When problem solving, it is important to find the cause of problem in order to develop a solution. Sometimes, the most obvious cause is not the right one. This is why ISO 9000 stresses the importance of finding the root cause(s) of a problem. There may be multiple, subtle reasons why a process isn’t working correctly, and finding the actual causes will lead a company one step closer to a solution and implementation of corrective actions.
The goal of finding root causes is to improve the way problems are managed. Becoming adept in recognizing the root causes of a problem will lead to a reduced impact, a containment of error, and the prevention of recurrence. Identifying and correcting root causes will also lead to the reduction of unnecessary efforts which in turn will lower the cost of maintaining quality. As more and more corrective actions are taken, processes will become more stable, and continual improvement will face less interruptions.
How does ISO 9000 interact with other standards?
ISO 9000 is the standard for a quality management system that closely resembles many other management systems. These other systems, based on health, safety, the environment, and business continuity, can be integrated into an overarching business management system. Benefits of this system include aligned interests, reduced costs, and improved efficiency. With one of these systems in place, it is easier to implement any of the others; many documents required for a different standard are already prepared, and personnel are already accustomed to the audit process. Using multiple standards will not only increase the efficiency of an organization, but increase the integrity of its operations.
What does ISO 9000 mean to me and my company?
ISO 9000 is a standard created to make the attainment of quality, consistent products easier by providing specific steps for development of an organization’s quality management system. This quality management system is meant to monitor the progress of a product or service as it goes through each stage of production, from development to testing to assembly to customer feedback.
One cornerstone of ISO 9000 is continual improvement. No company should ever be satisfied with the conditions of a process at the given moment; they should always be looking for ways to make these processes more efficient and effective. ISO 9000 was written with the business world’s insatiable desire for excellence in mind. This is why continual improvement is a requirement of the standard – to inspire progress and the pursuit of perfection.
ISO 9000 is an internationally recognized standard, and that may seem daunting for some smaller businesses. How are they going to implement the same standard adopted by multi-national corporations? Quite easily, actually. ISO 9000 is a flexible standard that lays down requirements for an organization to follow, but allows the organization to fulfill these requirements any way they choose. This increases ISO 9000’s scope of effectiveness, allowing a wide range of companies to create quality management systems that match their needs.

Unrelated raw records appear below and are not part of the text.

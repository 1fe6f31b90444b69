//! Read-only query classification
//!
//! Decides whether a raw SQL string is exactly one standalone SELECT before
//! anything reaches the connection.

use crate::error::{BalancerError, Result};
use sqlparser::ast::{Query, SetExpr, Statement};
use sqlparser::dialect::SQLiteDialect;
use sqlparser::parser::Parser;

#[derive(Debug, Clone, Copy, PartialEq, Eq)]
pub enum Classification {
    /// Exactly one standalone SELECT
    Select,
    /// Valid SQL that must not be executed
    Other,
}

/// Narrow capability the query gateway depends on, so the parser can be
/// swapped out in tests.
pub trait QueryClassifier: Send + Sync {
    /// Fails with [`BalancerError::Parse`] when `raw` is not valid SQL
    fn classify(&self, raw: &str) -> Result<Classification>;
}

/// Classifier backed by `sqlparser` with the SQLite grammar
#[derive(Debug, Default, Clone, Copy)]
pub struct SqlParserClassifier;

impl QueryClassifier for SqlParserClassifier {
    fn classify(&self, raw: &str) -> Result<Classification> {
        let statements = Parser::parse_sql(&SQLiteDialect {}, raw).map_err(|e| BalancerError::Parse {
            query: raw.to_string(),
            message: e.to_string(),
        })?;

        match statements.as_slice() {
            [Statement::Query(query)] if is_read_only_query(query) => Ok(Classification::Select),
            _ => Ok(Classification::Other),
        }
    }
}

fn is_read_only_query(query: &Query) -> bool {
    let ctes_read_only = query
        .with
        .as_ref()
        .map_or(true, |with| with.cte_tables.iter().all(|cte| is_read_only_query(&cte.query)));

    ctes_read_only && is_read_only_body(&query.body)
}

fn is_read_only_body(body: &SetExpr) -> bool {
    match body {
        // SELECT ... INTO creates a table
        SetExpr::Select(select) => select.into.is_none(),
        SetExpr::Query(query) => is_read_only_query(query),
        SetExpr::SetOperation { left, right, .. } => is_read_only_body(left) && is_read_only_body(right),
        SetExpr::Values(_) => true,
        _ => false,
    }
}
//! Ingestion Service
//!
//! The storage layer's façade: validates batches, resolves tables and
//! forwards reads to the query gateway.

use crate::db::{QueryGateway, QueryResult, SqlConnection, StorageMode, TableDescription, TableRegistry};
use crate::error::Result;
use crate::ingest::types::{Family, Record, Schema};
use crate::ingest::validation::validate_batch;
use std::sync::Arc;
use tracing::{debug, info};

/// Operations the transport layer calls
pub trait EventStore: Send + Sync {
    fn ingest(&self, family: &Family, schema: &Schema, records: &[Record]) -> Result<()>;
    fn query(&self, raw: &str) -> Result<QueryResult>;
    fn describe(&self) -> Result<Vec<TableDescription>>;
}

pub struct IngestService {
    registry: TableRegistry,
    gateway: QueryGateway,
}

impl IngestService {
    pub fn new(registry: TableRegistry, gateway: QueryGateway) -> Self {
        Self { registry, gateway }
    }

    /// Wire a registry and gateway over one shared connection
    pub fn from_connection(conn: Arc<dyn SqlConnection>, mode: StorageMode, cache_tables: bool) -> Self {
        Self::new(
            TableRegistry::new(Arc::clone(&conn), mode, cache_tables),
            QueryGateway::new(conn),
        )
    }

    pub fn registry(&self) -> &TableRegistry {
        &self.registry
    }
}

impl EventStore for IngestService {
    /// Validate the whole batch, then create the family's table if needed and
    /// insert every record in one statement. Nothing touches the database
    /// when validation fails.
    fn ingest(&self, family: &Family, schema: &Schema, records: &[Record]) -> Result<()> {
        validate_batch(family, schema, records)?;
        self.registry.check_batch(family, schema, records)?;

        info!(family = %family, records = records.len(), "received batch");
        for (field, tag) in schema.iter() {
            debug!(family = %family, field, tag, "schema field");
        }

        let table = self.registry.find_or_create_table(family, schema)?;
        table.insert(records)
    }

    fn query(&self, raw: &str) -> Result<QueryResult> {
        self.gateway.query(raw)
    }

    fn describe(&self) -> Result<Vec<TableDescription>> {
        self.gateway.describe()
    }
}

ISO 9000 is seen in every sector of the business world, and its success is a testament to its worth. With a focus on customer satisfaction, products and services improve and flourish under ISO 9000’s quality management system. With a combination of continual improvement and corrective actions – tenets of ISO 9000 – a business will create processes that run smoothly and efficiently.
CONCLUSION
Finally the conclusion is that, ISO 9000 are not confined to the business sector alone, but benefit society as a whole, including customers, governments, trade officials, developing countries, consumers, and the environment. Standardization allows businesses the opportunity to compete in markets around the world. This enables more competition, which results in more choices for customers. Standards also help developing countries compete in international markets without investing scarce resources on research and development. Consumers benefit from products or services consistently manufactured to agreed-upon levels of safety and quality.